University professors debated the United States’s minimum wage at an event hosted by the Chicago Society last Tuesday. Economics professor Casey Mulligan, who specializes in economic policy, debated Harris School professor Ioana Marinescu, who specializes in labor and public economics.
Mulligan argued against raising the minimum wage, claiming that a small minimum wage fixes prices rather than affects the quantity of available labor in the market. “Economic theory, especially if you tell me that it’s gonna work through non-priced competition, doesn’t necessarily predict a change in the quantity of labor,” he said.
What minimum wage does do, he argued, is emphasize subjective forms of competition, known as non-priced competition. Non-priced forms of competition have nothing to do with the value of a worker, but concern the superficial ways in which he or she is presented to an employer.

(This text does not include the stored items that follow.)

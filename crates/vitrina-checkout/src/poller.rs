//! # Reconciliation Poller
//!
//! Background task that watches the authoritative payment list while a
//! gateway flow is waiting for the customer.
//!
//! ## Lifecycle
//! ```text
//! ┌─────────────────────────────────────────────────────────────────────────┐
//! │                                                                         │
//! │   start_qr / start_terminal ──► spawn(run)                              │
//! │                                                                         │
//! │   every interval (3 s)          ceiling (10 min)        PollerHandle    │
//! │        │                              │                   .cancel()     │
//! │        ▼                              ▼                      │          │
//! │   fetch payments ──► apply      TimedOut                 Cancelled      │
//! │        │                                                                │
//! │        ├── Rejected  ─┐                                                 │
//! │        ├── Approved  ─┼─► flow slot emptied, outcome published          │
//! │        ├── Refresh / Unchanged ─► keep polling                          │
//! │        └── fetch error ─► warn, keep polling                            │
//! │                                                                         │
//! └─────────────────────────────────────────────────────────────────────────┘
//! ```
//!
//! The per-tick fetch is raced against cancellation and the ceiling, so a
//! slow request can neither delay the timeout nor land after a cancel.
//!
//! ## Settlement Watcher
//! After the customer leaves for a hosted checkout page, or goods are
//! released without payment, nothing in this session holds a flow. The
//! [`SettlementWatcher`] follows `estado-pago` of the sale on the same
//! interval, ceiling and [`PollerHandle`] until it is PAGADA or the payment
//! is RECHAZADO.

use serde::Serialize;
use std::sync::Arc;
use std::time::Duration;
use tokio::sync::mpsc;
use tokio::time::{interval_at, sleep_until, Instant, MissedTickBehavior};
use tracing::{debug, info, warn};

use vitrina_core::{Money, SettlementStatus};

use crate::error::CheckoutError;
use crate::events::Notice;
use crate::state::{Applied, SessionCore};

/// How a poller (and its flow) ended.
#[derive(Debug, Clone, Copy, PartialEq, Eq, Serialize)]
#[serde(tag = "kind", rename_all = "snake_case")]
pub enum PollOutcome {
    Approved { amount: Money },
    Rejected { amount: Money },
    /// Ceiling reached; the gateway outcome is unknown.
    TimedOut,
    /// Closed by the user.
    Cancelled,
    /// The flow ended elsewhere, or the session was closed.
    Superseded,
}

// =============================================================================
// Poller
// =============================================================================

pub struct ReconciliationPoller {
    core: Arc<SessionCore>,
    epoch: u64,
    interval: Duration,
    deadline: Instant,
    shutdown_rx: mpsc::Receiver<()>,
}

/// Handle for stopping a running poller.
#[derive(Debug, Clone)]
pub struct PollerHandle {
    shutdown_tx: mpsc::Sender<()>,
}

impl PollerHandle {
    /// Asks the poller to stop. Safe to call more than once.
    pub fn cancel(&self) {
        let _ = self.shutdown_tx.try_send(());
    }

    /// True once the poller task has exited.
    pub fn is_finished(&self) -> bool {
        self.shutdown_tx.is_closed()
    }
}

impl ReconciliationPoller {
    /// Creates a poller for flow `epoch`; the ceiling starts counting now.
    pub(crate) fn new(
        core: Arc<SessionCore>,
        epoch: u64,
        interval: Duration,
        ceiling: Duration,
    ) -> (Self, PollerHandle) {
        let (shutdown_tx, shutdown_rx) = mpsc::channel(1);
        let poller = ReconciliationPoller {
            core,
            epoch,
            interval,
            deadline: Instant::now() + ceiling,
            shutdown_rx,
        };
        (poller, PollerHandle { shutdown_tx })
    }

    /// Spawns the poller; the flow is concluded when it stops on its own.
    pub(crate) fn spawn(self) {
        let core = Arc::clone(&self.core);
        let epoch = self.epoch;
        tokio::spawn(async move {
            let outcome = self.run().await;
            core.conclude(epoch, outcome).await;
        });
    }

    /// Runs until the flow resolves, times out or is cancelled.
    pub async fn run(mut self) -> PollOutcome {
        info!(sale_id = %self.core.sale_id, epoch = self.epoch, "Reconciliation poller starting");

        let deadline = sleep_until(self.deadline);
        tokio::pin!(deadline);

        let mut ticker = interval_at(Instant::now() + self.interval, self.interval);
        ticker.set_missed_tick_behavior(MissedTickBehavior::Delay);

        let mut ticks: u64 = 0;
        let outcome = loop {
            tokio::select! {
                biased;

                _ = self.shutdown_rx.recv() => break PollOutcome::Cancelled,

                _ = &mut deadline => break PollOutcome::TimedOut,

                _ = ticker.tick() => {
                    ticks += 1;
                    let fetched = tokio::select! {
                        biased;
                        _ = self.shutdown_rx.recv() => break PollOutcome::Cancelled,
                        _ = &mut deadline => break PollOutcome::TimedOut,
                        result = self.core.fetch_payments() => result,
                    };

                    let fetched = match fetched {
                        Ok(fetched) => fetched,
                        Err(e) => {
                            warn!(sale_id = %self.core.sale_id, tick = ticks, error = %e, "Payments poll failed");
                            continue;
                        }
                    };

                    match self.core.apply(fetched, Some(self.epoch)).await {
                        Ok(Applied::Ended(outcome)) => break outcome,
                        Ok(Applied::Superseded) | Err(CheckoutError::SessionClosed) => {
                            break PollOutcome::Superseded
                        }
                        Ok(Applied::Stale) | Ok(Applied::Continue) => {
                            debug!(sale_id = %self.core.sale_id, tick = ticks, "No terminal payment yet");
                        }
                        Err(e) => {
                            warn!(sale_id = %self.core.sale_id, tick = ticks, error = %e, "Failed to apply payments");
                        }
                    }
                }
            }
        };

        info!(
            sale_id = %self.core.sale_id,
            epoch = self.epoch,
            ticks,
            ?outcome,
            "Reconciliation poller stopped"
        );
        outcome
    }
}

// =============================================================================
// Settlement Watcher
// =============================================================================

/// How a [`SettlementWatcher`] ended.
#[derive(Debug, Clone, Copy, PartialEq, Eq, Serialize)]
#[serde(rename_all = "snake_case")]
pub enum SettlementOutcome {
    Paid,
    Rejected,
    /// Ceiling reached with the sale still pending.
    TimedOut,
    /// Stopped through its handle, or the session was closed.
    Cancelled,
}

impl SettlementOutcome {
    /// The outcome a final status ends the watch with.
    pub fn from_status(status: SettlementStatus) -> Option<Self> {
        match status {
            SettlementStatus::Paid => Some(SettlementOutcome::Paid),
            SettlementStatus::Rejected => Some(SettlementOutcome::Rejected),
            SettlementStatus::Pending => None,
        }
    }
}

pub struct SettlementWatcher {
    core: Arc<SessionCore>,
    interval: Duration,
    deadline: Instant,
    shutdown_rx: mpsc::Receiver<()>,
}

impl SettlementWatcher {
    pub(crate) fn new(
        core: Arc<SessionCore>,
        interval: Duration,
        ceiling: Duration,
    ) -> (Self, PollerHandle) {
        let (shutdown_tx, shutdown_rx) = mpsc::channel(1);
        let watcher = SettlementWatcher {
            core,
            interval,
            deadline: Instant::now() + ceiling,
            shutdown_rx,
        };
        (watcher, PollerHandle { shutdown_tx })
    }

    /// Polls the sale status until it is final, times out or is cancelled.
    pub async fn run(mut self) -> SettlementOutcome {
        let sale_id = self.core.sale_id.clone();
        info!(sale_id = %sale_id, "Settlement watcher starting");

        let deadline = sleep_until(self.deadline);
        tokio::pin!(deadline);

        let mut ticker = interval_at(Instant::now() + self.interval, self.interval);
        ticker.set_missed_tick_behavior(MissedTickBehavior::Delay);

        let mut ticks: u64 = 0;
        let outcome = loop {
            tokio::select! {
                biased;

                _ = self.shutdown_rx.recv() => break SettlementOutcome::Cancelled,

                _ = &mut deadline => break SettlementOutcome::TimedOut,

                _ = ticker.tick() => {
                    if self.core.is_closed() {
                        break SettlementOutcome::Cancelled;
                    }
                    ticks += 1;
                    let status = tokio::select! {
                        biased;
                        _ = self.shutdown_rx.recv() => break SettlementOutcome::Cancelled,
                        _ = &mut deadline => break SettlementOutcome::TimedOut,
                        result = self.core.backend.settlement_status(&sale_id) => result,
                    };

                    match status {
                        Ok(status) => {
                            if let Some(outcome) = SettlementOutcome::from_status(status) {
                                break outcome;
                            }
                            debug!(sale_id = %sale_id, tick = ticks, "Sale still pending");
                        }
                        Err(e) => {
                            warn!(sale_id = %sale_id, tick = ticks, error = %e, "Settlement poll failed");
                        }
                    }
                }
            }
        };

        if !self.core.is_closed() {
            match outcome {
                SettlementOutcome::Paid => {
                    self.core.emitter.emit_notice(&Notice::SaleSettled {
                        sale_id: sale_id.clone(),
                    });
                }
                SettlementOutcome::Rejected => {
                    self.core.emitter.emit_notice(&Notice::SettlementRejected {
                        sale_id: sale_id.clone(),
                    });
                }
                SettlementOutcome::TimedOut | SettlementOutcome::Cancelled => {}
            }
        }

        info!(sale_id = %sale_id, ticks, ?outcome, "Settlement watcher stopped");
        outcome
    }
}

// =============================================================================
// Unit Tests
// =============================================================================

When discussing the value employees and employers gain from jobs and hires, Mulligan asked, “Are you chosen on the basis of you being the white guy? Or are you chosen on some other basis?... When you have a minimum wage you’re going to have competition on [non-priced] dimensions,” he said. “In the old days it was the white guys who won those contests.”
Marinescu agreed with most of Mulligan’s argument that changes in the minimum wage don’t always affect employment levels.
“[T]he minimum wage does seem to have some negative impact on employment. It is not very large in most cases. And there are some cases where there is no effect. There are cases in which—which is what [Mulligan] also said—where there is an increase in the minimum wage and you see absolutely no change in employment,” she said.
She argued that a positive consequence of increasing the minimum wage is that wages would increase at all levels of an organization.
“You have a trickle-up effect on the minimum wage, and through that mechanism the minimum wage decreases wage inequality,” she said. She added that it has other positive benefits such as “a productivity increase, both because workers care now again about keeping their job that pays more, and potentially employers are trying to make up for the higher price of labor by trying to see if they could reorganize.”
Second-year Diego Loyo said he appreciated the debaters’ ability to look at the issue from multiple perspectives.
“[They were] the perfect people to bring because, even though Professor Mulligan didn’t quite seem to agree with raising the minimum wage, and Professor Marinescu said out loud that she agreed with raising the minimum wage, they both were considering that the other option was equally valid,” he said.